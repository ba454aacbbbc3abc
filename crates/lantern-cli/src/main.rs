//! Command-line driver for prover flag sweeps.

mod config;

use std::path::PathBuf;
use std::time::Duration;

use clap::{Parser, ValueEnum};
use tracing::info;
use tracing_subscriber::EnvFilter;

use lantern_domain::{parse_flag_space, FlagSpace};
use lantern_prover::{
    detect_prover, discover_lemmas, DetectionError, LemmaError, ProverConfig, ProverOracle,
};
use lantern_report::{
    render_decided_table, render_table, rows_for_model, write_model_csv, ReportError,
    ReportRow,
};
use lantern_search::{run_search, PropagationPolicy, SearchError, SearchReport};

use config::{ModelPlan, SweepFile};

/// How to report assignments resolved by propagation.
#[derive(Debug, Clone, Copy, PartialEq, Eq, ValueEnum)]
enum PropagatedMode {
    /// Keep a marked row for every propagated assignment.
    Record,
    /// Report queried assignments only.
    Omit,
}

impl From<PropagatedMode> for PropagationPolicy {
    fn from(mode: PropagatedMode) -> Self {
        match mode {
            PropagatedMode::Record => PropagationPolicy::Record,
            PropagatedMode::Omit => PropagationPolicy::Omit,
        }
    }
}

#[derive(Debug, Parser)]
#[command(
    name = "lantern",
    about = "Sweep prover preprocessor flags, pruning queries through declared flag orderings"
)]
struct Cli {
    /// Theory file to analyze.
    #[arg(value_name = "MODEL", required_unless_present = "file", conflicts_with = "file")]
    model: Option<PathBuf>,

    /// Sweep configuration file describing several models.
    #[arg(short, long)]
    file: Option<PathBuf>,

    /// Prover executable name or path.
    #[arg(short = 'n', long, default_value = "tamarin-prover")]
    name: PathBuf,

    /// Timeout in seconds per prover execution.
    #[arg(short, long)]
    timeout: Option<u64>,

    /// Runtime heap cap in GiB.
    #[arg(short, long)]
    ram: Option<u64>,

    /// Runtime worker threads.
    #[arg(short, long)]
    cores: Option<u32>,

    /// Comma-separated lemmas to prove; discovered from the model when
    /// omitted.
    #[arg(short, long)]
    lemmas: Option<String>,

    /// Comma-separated flags activated on every invocation.
    #[arg(long)]
    fixed_flags: Option<String>,

    /// Flag space description file (dimensions, orders, priority).
    #[arg(long)]
    flags: Option<PathBuf>,

    /// Extra prover arguments, passed through verbatim.
    #[arg(long, value_name = "ARG", num_args = 1.., allow_hyphen_values = true)]
    passthrough: Vec<String>,

    /// How to report assignments resolved by propagation.
    #[arg(long, value_enum, default_value = "record")]
    propagated: PropagatedMode,

    /// Directory for CSV results.
    #[arg(long, default_value = "results")]
    results_dir: PathBuf,

    /// Verbose logging.
    #[arg(short, long)]
    verbose: bool,
}

#[derive(Debug, thiserror::Error)]
enum CliError {
    #[error("failed reading '{path}': {source}")]
    Io {
        path: String,
        #[source]
        source: std::io::Error,
    },

    #[error("invalid sweep file '{path}': {source}")]
    Sweep {
        path: String,
        #[source]
        source: serde_json::Error,
    },

    #[error("invalid flag space '{path}': {source}")]
    FlagSpace {
        path: String,
        #[source]
        source: lantern_domain::ParseError,
    },

    #[error(transparent)]
    Detection(#[from] DetectionError),

    #[error(transparent)]
    Lemmas(#[from] LemmaError),

    #[error(transparent)]
    Search(#[from] SearchError),

    #[error(transparent)]
    Report(#[from] ReportError),
}

fn read_file(path: &std::path::Path) -> Result<String, CliError> {
    std::fs::read_to_string(path).map_err(|source| CliError::Io {
        path: path.display().to_string(),
        source,
    })
}

fn comma_list(value: &Option<String>) -> Option<Vec<String>> {
    value.as_ref().map(|s| {
        s.split(',')
            .map(str::trim)
            .filter(|item| !item.is_empty())
            .map(str::to_string)
            .collect()
    })
}

fn plan_from_args(cli: &Cli) -> ModelPlan {
    let base = ProverConfig::default();
    ModelPlan {
        path: cli.model.clone().unwrap_or_default(),
        lemmas: comma_list(&cli.lemmas),
        prover: ProverConfig {
            executable: cli.name.clone(),
            timeout: cli.timeout.map(Duration::from_secs),
            cores: cli.cores.unwrap_or(base.cores),
            ram_gib: cli.ram,
            fixed_flags: comma_list(&cli.fixed_flags).unwrap_or_default(),
            passthrough: cli.passthrough.clone(),
        },
        flag_space: cli.flags.clone(),
    }
}

fn load_plans(cli: &Cli) -> Result<Vec<ModelPlan>, CliError> {
    match &cli.file {
        Some(path) => {
            let sweep = SweepFile::parse(&read_file(path)?).map_err(|source| {
                CliError::Sweep {
                    path: path.display().to_string(),
                    source,
                }
            })?;
            Ok(sweep.resolve())
        }
        None => Ok(vec![plan_from_args(cli)]),
    }
}

fn load_flag_space(plan: &ModelPlan) -> Result<FlagSpace, CliError> {
    match &plan.flag_space {
        Some(path) => parse_flag_space(&read_file(path)?).map_err(|source| {
            CliError::FlagSpace {
                path: path.display().to_string(),
                source,
            }
        }),
        // No flag space: a single unflagged query per lemma, expressed as
        // the zero-dimensional space whose universe is one empty assignment.
        None => Ok(FlagSpace::empty()),
    }
}

fn sweep_model(plan: &ModelPlan, policy: PropagationPolicy) -> Result<Vec<ReportRow>, CliError> {
    detect_prover(&plan.prover)?;
    let lemmas = match &plan.lemmas {
        Some(lemmas) => lemmas.clone(),
        None => discover_lemmas(&plan.prover, &plan.path)?,
    };
    let space = load_flag_space(plan)?;

    let mut reports: Vec<SearchReport> = Vec::new();
    for lemma in &lemmas {
        let mut oracle =
            ProverOracle::new(plan.prover.clone(), plan.path.clone(), lemma.as_str());
        let report = run_search(&space, &mut oracle, lemma, policy)?;
        info!(
            model = %plan.path.display(),
            lemma = %lemma,
            queries = report.queries,
            universe = report.universe_size,
            "lemma swept"
        );
        reports.push(report);
    }
    Ok(rows_for_model(&plan.path.display().to_string(), &reports))
}

fn run(cli: &Cli) -> Result<(), CliError> {
    let plans = load_plans(cli)?;
    let policy = PropagationPolicy::from(cli.propagated);

    let mut all_rows: Vec<ReportRow> = Vec::new();
    for plan in &plans {
        let rows = sweep_model(plan, policy)?;

        println!("{}", render_decided_table(&rows));
        let model_name = plan.path.display().to_string();
        let csv_path = write_model_csv(&cli.results_dir, &model_name, &rows)?;
        info!(path = %csv_path.display(), "results written");

        all_rows.extend(rows);
    }

    if plans.len() > 1 {
        println!("{}", render_table(&all_rows));
    }
    Ok(())
}

fn main() {
    let cli = Cli::parse();

    let filter = if cli.verbose {
        EnvFilter::try_from_default_env().unwrap_or_else(|_| EnvFilter::new("debug"))
    } else {
        EnvFilter::try_from_default_env().unwrap_or_else(|_| EnvFilter::new("info"))
    };
    tracing_subscriber::fmt().with_env_filter(filter).init();

    if let Err(e) = run(&cli) {
        eprintln!("error: {e}");
        std::process::exit(1);
    }
}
++++++++++
## Task instructions
The answer should hold exactly the lines running from the one with "let mut all_rows: Vec<ReportRow>" to the final line of the data, both ends counted.

## Response
    let mut all_rows: Vec<ReportRow> = Vec::new();
    for plan in &plans {
        let rows = sweep_model(plan, policy)?;

        println!("{}", render_decided_table(&rows));
        let model_name = plan.path.display().to_string();
        let csv_path = write_model_csv(&cli.results_dir, &model_name, &rows)?;
        info!(path = %csv_path.display(), "results written");

        all_rows.extend(rows);
    }

    if plans.len() > 1 {
        println!("{}", render_table(&all_rows));
    }
    Ok(())
}

fn main() {
    let cli = Cli::parse();

    let filter = if cli.verbose {
        EnvFilter::try_from_default_env().unwrap_or_else(|_| EnvFilter::new("debug"))
    } else {
        EnvFilter::try_from_default_env().unwrap_or_else(|_| EnvFilter::new("info"))
    };
    tracing_subscriber::fmt().with_env_filter(filter).init();

    if let Err(e) = run(&cli) {
        eprintln!("error: {e}");
        std::process::exit(1);
    }
}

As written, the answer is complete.